# WHAT IS BEING ASKED
Everything from the line with "the simulation loop." to the end of the data below must be returned exactly as it is, and nothing besides.

# MATERIAL FOR THIS TASK
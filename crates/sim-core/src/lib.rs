//! Shared data model for the backtesting simulation core.
//!
//! Everything the engine crates exchange lives here: market data records,
//! per-lot ledger types, the validated strategy configuration, the error
//! taxonomy, the `PriceSource` seam to the outside world, and the
//! day-boundary cancellation token.

pub mod cancel;
pub mod config;
pub mod error;
pub mod source;
pub mod types;

pub use cancel::CancelToken;
pub use config::*;
pub use error::{SimError, SimResult};
pub use source::{MemoryPriceSource, PriceSource, SymbolData};
pub use types::*;
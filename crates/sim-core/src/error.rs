use chrono::NaiveDate;
use market_calendar::CalendarError;
use rust_decimal::Decimal;
use thiserror::Error;

pub type SimResult<T> = Result<T, SimError>;

/// Error taxonomy of the simulation core.
///
/// `ConfigurationInvalid` and `DataUnavailable` are fatal before or during
/// data load. `InsufficientCash` is recoverable by the rebalancer (the plan
/// is scaled down and a warning recorded); `InsufficientShares` indicates a
/// planning bug and is always fatal. `ContributionCapExceeded` is downgraded
/// to a warning by the driver unless the strict-fail policy is set.
#[derive(Error, Debug, Clone, PartialEq)]
pub enum SimError {
    #[error("invalid configuration: {0}")]
    ConfigurationInvalid(String),

    #[error("market data unavailable for {symbol} starting {date}")]
    DataUnavailable { symbol: String, date: NaiveDate },

    #[error("insufficient cash: need {needed}, have {available}")]
    InsufficientCash { needed: Decimal, available: Decimal },

    #[error("insufficient shares of {symbol}: need {needed}, have {available}")]
    InsufficientShares {
        symbol: String,
        needed: Decimal,
        available: Decimal,
    },

    #[error("{year} contribution cap {cap} would be exceeded by deposit of {attempted}")]
    ContributionCapExceeded {
        year: i32,
        cap: Decimal,
        attempted: Decimal,
    },

    #[error("cancelled by host")]
    CancelledByHost,

    #[error("internal consistency failure on {date}: {detail}")]
    InternalConsistency { date: NaiveDate, detail: String },

    #[error(transparent)]
    Calendar(#[from] CalendarError),
}

impl SimError {
    /// Whether this error aborts the simulation loop.
    pub fn is_fatal(&self) -> bool {
        !matches!(
            self,
            SimError::InsufficientCash { .. } | SimError::ContributionCapExceeded { .. }
        )
    }
}
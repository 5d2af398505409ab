//! The top-level daily simulation loop.
//!
//! Per trading day the order is fixed and observable: prices, splits,
//! dividends, deposits, signals, rebalance, expense drag, mark, year-end.
//! The only suspension points are the `PriceSource` calls, which all happen
//! before the loop starts; the loop itself is pure computation.
//!
//! Cancellation is observed at day boundaries and yields a result flagged
//! `partial`. A fatal mid-loop error also yields a partial result: the
//! equity curve ends at the prior day, and the `failure` field carries the
//! offending date and message.

use std::collections::{BTreeMap, BTreeSet};

use chrono::{Datelike, NaiveDate};
use log::info;
use market_calendar::{Cadence, MarketCalendar};
use rayon::prelude::*;
use rust_decimal::Decimal;
use sim_core::{
    round_cash, Bar, CancelToken, DepositConfig, Diagnostics, DividendAction, DividendMode,
    EquityPoint, OrderTiming, PriceSource, RebalanceType, SimError, SimFailure, SimResult,
    SimWarning, SimulationResult, SplitAction, StrategyConfig, TaxYearSummary, WarningKind,
};
use tax_ledger::TaxLedger;

use crate::benchmark::{replicate_buy_and_hold, BenchmarkData};
use crate::metrics::MetricsEngine;
use crate::portfolio::{decimal_to_f64, CapPolicy, Frictions, Portfolio};
use crate::rebalancer::{RebalanceReason, Rebalancer, TradePlan};
use crate::signals::SignalEngine;

/// Preloaded market data for one symbol.
struct SymbolMarket {
    bars: BTreeMap<NaiveDate, Bar>,
    dividends: Vec<DividendAction>,
    splits: Vec<SplitAction>,
    expense_ratio: f64,
}

pub struct SimulationDriver<'a> {
    source: &'a dyn PriceSource,
}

# YOUR SOLUTION
    /// Whether this error aborts the simulation loop.
    pub fn is_fatal(&self) -> bool {
        !matches!(
            self,
            SimError::InsufficientCash { .. } | SimError::ContributionCapExceeded { .. }
        )
    }
}
repository 5d2af398505409ab
//! The top-level daily simulation loop.
//!
//! Per trading day the order is fixed and observable: prices, splits,
//! dividends, deposits, signals, rebalance, expense drag, mark, year-end.
//! The only suspension points are the `PriceSource` calls, which all happen
//! before the loop starts; the loop itself is pure computation.
//!
//! Cancellation is observed at day boundaries and yields a result flagged
//! `partial`. A fatal mid-loop error also yields a partial result: the
//! equity curve ends at the prior day, and the `failure` field carries the
//! offending date and message.

use std::collections::{BTreeMap, BTreeSet};

use chrono::{Datelike, NaiveDate};
use log::info;
use market_calendar::{Cadence, MarketCalendar};
use rayon::prelude::*;
use rust_decimal::Decimal;
use sim_core::{
    round_cash, Bar, CancelToken, DepositConfig, Diagnostics, DividendAction, DividendMode,
    EquityPoint, OrderTiming, PriceSource, RebalanceType, SimError, SimFailure, SimResult,
    SimWarning, SimulationResult, SplitAction, StrategyConfig, TaxYearSummary, WarningKind,
};
use tax_ledger::TaxLedger;

use crate::benchmark::{replicate_buy_and_hold, BenchmarkData};
use crate::metrics::MetricsEngine;
use crate::portfolio::{decimal_to_f64, CapPolicy, Frictions, Portfolio};
use crate::rebalancer::{RebalanceReason, Rebalancer, TradePlan};
use crate::signals::SignalEngine;

/// Preloaded market data for one symbol.
struct SymbolMarket {
    bars: BTreeMap<NaiveDate, Bar>,
    dividends: Vec<DividendAction>,
    splits: Vec<SplitAction>,
    expense_ratio: f64,
}

pub struct SimulationDriver<'a> {
    source: &'a dyn PriceSource,
}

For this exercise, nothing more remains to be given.